Kader planında ilmek ilmek dokunup farklı coğrafyalarda karşılaşan iki insan… sonra binlerce insan Balkan savaşı yıllarında başlayıp 1. Dünya savaşına uzanan bir roman. Trabzon ve Tebriz’de doğup birbirlerine doğru yol alan iki hayat, iki ırmak..Tebriz ‘in meşhur halı tüccarının oğlu Setterhan ve Trabzon ‘un inci tanesi Zehra... Trabzon, Tebriz, Tiflis, Batum , Tahtı Süleyman, ateşin kutsallığı, kilimlere, halılara işleyen ruhlar.. Setterhan, Azam, Zehra, Piruz, Mirza Han.. Hayranlıkla incelenen ve bir o kadar zarif işlenmiş kahramanlar..

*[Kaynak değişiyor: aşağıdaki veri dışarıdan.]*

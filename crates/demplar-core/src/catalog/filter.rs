//! Character filtering and ordering.

use std::cmp::Ordering;
use std::collections::HashSet;
use std::str::FromStr;

use icu_collator::{Collator, CollatorOptions};
use serde::{Deserialize, Serialize};
use strum::{Display, EnumIter, EnumString};

use crate::character::Character;

/// Level range selector for the character list.
#[derive(
    Debug, Clone, Copy, Default, PartialEq, Eq, Serialize, Deserialize, Display, EnumString, EnumIter,
)]
pub enum LevelBucket {
    #[default]
    #[strum(serialize = "all")]
    #[serde(rename = "all")]
    All,
    #[strum(serialize = "1-10")]
    #[serde(rename = "1-10")]
    OneToTen,
    #[strum(serialize = "11-20")]
    #[serde(rename = "11-20")]
    ElevenToTwenty,
    #[strum(serialize = "21-30")]
    #[serde(rename = "21-30")]
    TwentyOneToThirty,
    #[strum(serialize = "31-40")]
    #[serde(rename = "31-40")]
    ThirtyOneToForty,
    #[strum(serialize = "41-50")]
    #[serde(rename = "41-50")]
    FortyOneToFifty,
    #[strum(serialize = "50+")]
    #[serde(rename = "50+")]
    AboveFifty,
}

impl LevelBucket {
    /// Inclusive bounds; `None` for the bucket that accepts every level.
    pub fn bounds(&self) -> Option<(u32, u32)> {
        match self {
            LevelBucket::All => None,
            LevelBucket::OneToTen => Some((1, 10)),
            LevelBucket::ElevenToTwenty => Some((11, 20)),
            LevelBucket::TwentyOneToThirty => Some((21, 30)),
            LevelBucket::ThirtyOneToForty => Some((31, 40)),
            LevelBucket::FortyOneToFifty => Some((41, 50)),
            LevelBucket::AboveFifty => Some((51, u32::MAX)),
        }
    }

    pub fn contains(&self, level: u32) -> bool {
        match self.bounds() {
            None => true,
            Some((low, high)) => level >= low && level <= high,
        }
    }
}

/// Faction selector for the character list.
#[derive(Debug, Clone, Default, PartialEq, Eq, Serialize, Deserialize)]
pub enum FactionFilter {
    #[default]
    All,
    Named(String),
}

impl FactionFilter {
    pub fn matches(&self, character: &Character) -> bool {
        match self {
            FactionFilter::All => true,
            FactionFilter::Named(name) => character.faction.name() == name,
        }
    }
}

impl From<&str> for FactionFilter {
    fn from(s: &str) -> Self {
        if s == "all" {
            FactionFilter::All
        } else {
            FactionFilter::Named(s.to_string())
        }
    }
}

impl FromStr for FactionFilter {
    type Err = std::convert::Infallible;

    fn from_str(s: &str) -> Result<Self, Self::Err> {
        Ok(Self::from(s))
    }
}

/// The three user inputs narrowing the character list.
#[derive(Debug, Clone, Default, PartialEq, Eq, Serialize, Deserialize)]
pub struct CharacterQuery {
    /// Free text matched against name and class name.
    pub text: String,
    pub level: LevelBucket,
    pub faction: FactionFilter,
}

impl CharacterQuery {
    pub fn new() -> Self {
        Self::default()
    }

    pub fn with_text(mut self, text: impl Into<String>) -> Self {
        self.text = text.into();
        self
    }

    pub fn with_level(mut self, level: LevelBucket) -> Self {
        self.level = level;
        self
    }

    pub fn with_faction(mut self, faction: impl Into<FactionFilter>) -> Self {
        self.faction = faction.into();
        self
    }

    fn matches_text(&self, character: &Character) -> bool {
        if self.text.is_empty() {
            return true;
        }
        let needle = self.text.to_lowercase();
        character.name.to_lowercase().contains(&needle)
            || character.class_name.to_lowercase().contains(&needle)
    }

    /// True iff the text, level and faction predicates all hold.
    pub fn matches(&self, character: &Character) -> bool {
        self.matches_text(character)
            && self.level.contains(character.level)
            && self.faction.matches(character)
    }
}

thread_local! {
    static NAME_COLLATOR: Option<Collator> =
        match Collator::try_new(&Default::default(), CollatorOptions::new()) {
            Ok(collator) => Some(collator),
            Err(e) => {
                tracing::warn!("Name collator unavailable, using case-folded order: {:?}", e);
                None
            }
        };
}

/// Locale-aware name ordering (root collation, tertiary strength).
///
/// Accents and case only break ties between otherwise equal letters, and
/// lowercase sorts before uppercase. Code points settle names the collator
/// considers equal.
pub fn compare_names(a: &str, b: &str) -> Ordering {
    NAME_COLLATOR
        .with(|collator| match collator {
            Some(collator) => collator.compare(a, b),
            None => a.to_lowercase().cmp(&b.to_lowercase()),
        })
        .then_with(|| a.cmp(b))
}

/// Listing order: favorites first, then level descending, then name ascending.
pub fn compare_for_listing(
    a: &Character,
    b: &Character,
    favorites: &HashSet<String>,
) -> Ordering {
    let a_fav = favorites.contains(&a.id);
    let b_fav = favorites.contains(&b.id);
    b_fav
        .cmp(&a_fav)
        .then_with(|| b.level.cmp(&a.level))
        .then_with(|| compare_names(&a.name, &b.name))
}

/// Narrows `characters` to the ones matching `query`, in listing order.
///
/// Pure function of its inputs; `favorites` is a snapshot of the favorite set.
pub fn filter_characters<'a>(
    characters: &'a [Character],
    query: &CharacterQuery,
    favorites: &HashSet<String>,
) -> Vec<&'a Character> {
    let mut matched: Vec<&Character> = characters.iter().filter(|c| query.matches(c)).collect();
    matched.sort_by(|a, b| compare_for_listing(a, b, favorites));
    matched
}

#[cfg(test)]
mod tests {
    use super::*;
    use crate::character::Faction;

    fn ids(list: &[&Character]) -> Vec<String> {
        list.iter().map(|c| c.id.clone()).collect()
    }

    fn sample() -> Vec<Character> {
        vec![
            Character::new("1", "Aldric", 12)
                .with_class("Knight")
                .with_faction(Faction::known("f-d", "Demplar")),
            Character::new("2", "Brina", 45)
                .with_class("Mage")
                .with_faction(Faction::known("f-p", "Pond")),
            Character::new("3", "corvin", 45)
                .with_class("Rogue")
                .with_faction(Faction::known("f-d", "Demplar")),
            Character::new("4", "Dagna", 60).with_class("Archmage"),
            Character::new("5", "Eryn", 3)
                .with_class("Squire")
                .with_faction(Faction::known("f-k", "Pork")),
            Character::new("6", "Fenn", 0),
        ]
    }

    #[test]
    fn test_basic_scenario_level_descending() {
        let chars = vec![Character::new("1", "B", 10), Character::new("2", "A", 20)];
        let out = filter_characters(&chars, &CharacterQuery::new(), &HashSet::new());
        assert_eq!(ids(&out), vec!["2", "1"]);
    }

    #[test]
    fn test_text_query_is_case_insensitive() {
        let chars = vec![Character::new("1", "B", 10), Character::new("2", "A", 20)];
        let query = CharacterQuery::new().with_text("a");
        let out = filter_characters(&chars, &query, &HashSet::new());
        assert_eq!(ids(&out), vec!["2"]);
    }

    #[test]
    fn test_text_matches_class_name() {
        let chars = sample();
        let query = CharacterQuery::new().with_text("MAGE");
        let out = filter_characters(&chars, &query, &HashSet::new());
        assert_eq!(ids(&out), vec!["4", "2"]);
    }

    #[test]
    fn test_level_buckets() {
        assert!(LevelBucket::OneToTen.contains(1));
        assert!(LevelBucket::OneToTen.contains(10));
        assert!(!LevelBucket::OneToTen.contains(0));
        assert!(!LevelBucket::FortyOneToFifty.contains(51));
        assert!(LevelBucket::AboveFifty.contains(51));
        assert!(LevelBucket::AboveFifty.contains(u32::MAX));
        assert!(!LevelBucket::AboveFifty.contains(50));
        assert!(LevelBucket::All.contains(0));
    }

    #[test]
    fn test_level_bucket_parsing() {
        assert_eq!("all".parse::<LevelBucket>().unwrap(), LevelBucket::All);
        assert_eq!("50+".parse::<LevelBucket>().unwrap(), LevelBucket::AboveFifty);
        assert_eq!("21-30".parse::<LevelBucket>().unwrap(), LevelBucket::TwentyOneToThirty);
        assert!("51-60".parse::<LevelBucket>().is_err());
        assert_eq!(LevelBucket::ElevenToTwenty.to_string(), "11-20");
    }

    #[test]
    fn test_faction_filter() {
        let chars = sample();
        let query = CharacterQuery::new().with_faction("Demplar");
        let out = filter_characters(&chars, &query, &HashSet::new());
        assert_eq!(ids(&out), vec!["3", "1"]);

        let undecided = CharacterQuery::new().with_faction("Undecided");
        let out = filter_characters(&chars, &undecided, &HashSet::new());
        assert_eq!(ids(&out), vec!["4", "6"]);
    }

    #[test]
    fn test_filter_is_sound_and_complete() {
        let chars = sample();
        let favorites: HashSet<String> = ["5".to_string()].into_iter().collect();
        let queries = [
            CharacterQuery::new(),
            CharacterQuery::new().with_text("r"),
            CharacterQuery::new().with_level(LevelBucket::FortyOneToFifty),
            CharacterQuery::new().with_text("a").with_faction("Demplar"),
            CharacterQuery::new()
                .with_level(LevelBucket::OneToTen)
                .with_faction("Pork"),
        ];

        for query in &queries {
            let out = filter_characters(&chars, query, &favorites);
            assert!(out.iter().all(|c| query.matches(c)));
            let expected = chars.iter().filter(|c| query.matches(c)).count();
            assert_eq!(out.len(), expected);
        }
    }

    #[test]
    fn test_sorting_is_idempotent() {
        let chars = sample();
        let favorites: HashSet<String> = ["1".to_string()].into_iter().collect();
        let once = filter_characters(&chars, &CharacterQuery::new(), &favorites);
        let mut twice = once.clone();
        twice.sort_by(|a, b| compare_for_listing(a, b, &favorites));
        assert_eq!(ids(&once), ids(&twice));
    }

    #[test]
    fn test_favorite_wins_equal_level_regardless_of_name() {
        let chars = sample();
        let favorites: HashSet<String> = ["3".to_string()].into_iter().collect();
        let query = CharacterQuery::new().with_level(LevelBucket::FortyOneToFifty);

        let plain = filter_characters(&chars, &query, &HashSet::new());
        assert_eq!(ids(&plain), vec!["2", "3"]);

        let with_fav = filter_characters(&chars, &query, &favorites);
        assert_eq!(ids(&with_fav), vec!["3", "2"]);
    }

    #[test]
    fn test_favorite_outranks_level() {
        let chars = sample();
        let favorites: HashSet<String> = ["5".to_string()].into_iter().collect();
        let out = filter_characters(&chars, &CharacterQuery::new(), &favorites);
        assert_eq!(out[0].id, "5");
        assert_eq!(out[1].id, "4");
    }

    #[test]
    fn test_compare_names_follows_collation_order() {
        assert_eq!(compare_names("brina", "Corvin"), Ordering::Less);
        assert_eq!(compare_names("alpha", "Alpha"), Ordering::Less);
        assert_eq!(compare_names("Émile", "Zed"), Ordering::Less);
        assert_eq!(compare_names("Emile", "Émile"), Ordering::Less);
        assert_eq!(compare_names("Émile", "Erik"), Ordering::Less);
        assert_eq!(compare_names("Aldric", "Aldric"), Ordering::Equal);
    }

    #[test]
    fn test_accented_names_sort_among_ascii_names() {
        let chars = vec![
            Character::new("1", "Zed", 10),
            Character::new("2", "Émile", 10),
            Character::new("3", "Dagna", 10),
        ];
        let out = filter_characters(&chars, &CharacterQuery::new(), &HashSet::new());
        assert_eq!(ids(&out), vec!["3", "2", "1"]);
    }
}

Ve savaş tüm aileleri vurduğu gibi bir aileyi de sarsıyor. Acıyla, soğukla, sevgisizlikle, gözyaşıyla karışıyor tüm renkler. Tarih kitaplarında yazan üç beş duygusuz cümleyi bu savaş ve onca insanın ölümünün ardından gelen barış anlaşmaları kaç çocuğun gözyaşını silebilir? Hangi toprak gömer insanların gözlerinde ve yüreklerinde asılı kalan korkuyu?

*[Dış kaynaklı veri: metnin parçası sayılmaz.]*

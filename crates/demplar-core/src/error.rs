//! Error types for the Demplar catalog.

use serde::{Deserialize, Serialize};
use thiserror::Error;

/// A shared error type for every Demplar crate.
///
/// Variants are typed and structured; common library errors convert into
/// them through `From` so storage and client code can use `?` freely.
#[derive(Error, Debug, Clone, Serialize, Deserialize)]
pub enum DemplarError {
    /// Entity not found error with type information
    #[error("Entity not found: {entity_type} '{id}'")]
    NotFound {
        entity_type: &'static str,
        id: String,
    },

    /// IO error (file system operations)
    #[error("IO error: {message}")]
    Io { message: String },

    /// Data access error (key-value storage, snapshot files)
    #[error("Data access error: {0}")]
    DataAccess(String),

    /// Serialization/deserialization error
    #[error("Serialization error: {format} - {message}")]
    Serialization {
        format: String, // "TOML", "JSON", etc.
        message: String,
    },

    /// Configuration error
    #[error("Configuration error: {0}")]
    Config(String),

    /// User input rejected before any state change
    #[error("Validation error: {0}")]
    Validation(String),

    /// Content backend answered with an error or could not be reached
    #[error("Remote content error: {0}")]
    Remote(String),

    /// Migration error
    #[error("Migration error: {0}")]
    Migration(String),

    /// Internal error (should not happen in normal operation)
    #[error("Internal error: {0}")]
    Internal(String),
}

impl DemplarError {
    // ============================================================================
    // Constructor helpers
    // ============================================================================

    /// Creates a NotFound error
    pub fn not_found(entity_type: &'static str, id: impl Into<String>) -> Self {
        Self::NotFound {
            entity_type,
            id: id.into(),
        }
    }

    /// Creates an IO error
    pub fn io(message: impl Into<String>) -> Self {
        Self::Io {
            message: message.into(),
        }
    }

    /// Creates a Config error
    pub fn config(message: impl Into<String>) -> Self {
        Self::Config(message.into())
    }

    /// Creates a DataAccess error
    pub fn data_access(message: impl Into<String>) -> Self {
        Self::DataAccess(message.into())
    }

    /// Creates a Validation error
    pub fn validation(message: impl Into<String>) -> Self {
        Self::Validation(message.into())
    }

    /// Creates a Remote error
    pub fn remote(message: impl Into<String>) -> Self {
        Self::Remote(message.into())
    }

    /// Creates an Internal error
    pub fn internal(message: impl Into<String>) -> Self {
        Self::Internal(message.into())
    }

    // ============================================================================
    // Type checking methods
    // ============================================================================

    /// Check if this is a NotFound error
    pub fn is_not_found(&self) -> bool {
        matches!(self, Self::NotFound { .. })
    }

    /// Check if this is a serialization error
    pub fn is_serialization(&self) -> bool {
        matches!(self, Self::Serialization { .. })
    }

    /// Check if this is a validation error
    pub fn is_validation(&self) -> bool {
        matches!(self, Self::Validation(_))
    }

    /// Check if this is a remote content error
    pub fn is_remote(&self) -> bool {
        matches!(self, Self::Remote(_))
    }
}

// ============================================================================
// From implementations for automatic conversion
// ============================================================================

impl From<std::io::Error> for DemplarError {
    fn from(err: std::io::Error) -> Self {
        Self::Io {
            message: format!("{} (kind: {:?})", err, err.kind()),
        }
    }
}

impl From<serde_json::Error> for DemplarError {
    fn from(err: serde_json::Error) -> Self {
        Self::Serialization {
            format: "JSON".to_string(),
            message: err.to_string(),
        }
    }
}

impl From<toml::de::Error> for DemplarError {
    fn from(err: toml::de::Error) -> Self {
        Self::Serialization {
            format: "TOML".to_string(),
            message: err.to_string(),
        }
    }
}

impl From<toml::ser::Error> for DemplarError {
    fn from(err: toml::ser::Error) -> Self {
        Self::Serialization {
            format: "TOML".to_string(),
            message: err.to_string(),
        }
    }
}

impl From<version_migrate::MigrationError> for DemplarError {
    fn from(err: version_migrate::MigrationError) -> Self {
        Self::Migration(err.to_string())
    }
}

/// A type alias for `Result<T, DemplarError>`.
pub type Result<T> = std::result::Result<T, DemplarError>;

#[cfg(test)]
mod tests {
    use super::*;

    #[test]
    fn test_not_found_display() {
        let err = DemplarError::not_found("character", "42");
        assert!(err.is_not_found());
        assert_eq!(err.to_string(), "Entity not found: character '42'");
    }

    #[test]
    fn test_json_error_conversion() {
        let parse: std::result::Result<Vec<String>, _> = serde_json::from_str("{not json");
        let err: DemplarError = parse.unwrap_err().into();
        assert!(err.is_serialization());
        assert!(err.to_string().contains("JSON"));
    }

    #[test]
    fn test_io_error_conversion_keeps_kind() {
        let io = std::io::Error::new(std::io::ErrorKind::PermissionDenied, "locked");
        let err: DemplarError = io.into();
        assert!(err.to_string().contains("PermissionDenied"));
    }
}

"Bir tek ya da milyon fark etmezdi. Birinin ölümü hepsinin ölümü gibiydi. Her insan bir dünyaydı."
‘Sen öyle çağırmasan ben böyle gelmezdim’ sözüyle birleşen bir aşkın yazısı.. Kitabı okurken uzun betimlemelerden oluşan bıkkınlığı aşkın kutsallığı ortadan kaldırıyor. Betimlemeler gözünüzü korkutmasın. Hepsi güzele dair.. Atmosferin bozulmaması için çirkinlikler betimlenmiyor, güzele dair ne varsa ordayız bilirsiniz.
Nazan Bekiroğlu ince ince yazan, kaleme fısıldayan,kelimeleri dansa kaldıran o enfes his dünyasıyla tarumar edecek ruhumuzu.. Okurken siz de Tiflis sokaklarında yazarın hemen arkasında kahramanların peşinden koşuyormuş hissini duyacaksınız. Bu topraklara Anadolu ya hayranlıkla bir kez daha bakacaksınız.
Velhasıl aşkla, şevkle, zevkle,ısrarla tavsiye ediyoruz..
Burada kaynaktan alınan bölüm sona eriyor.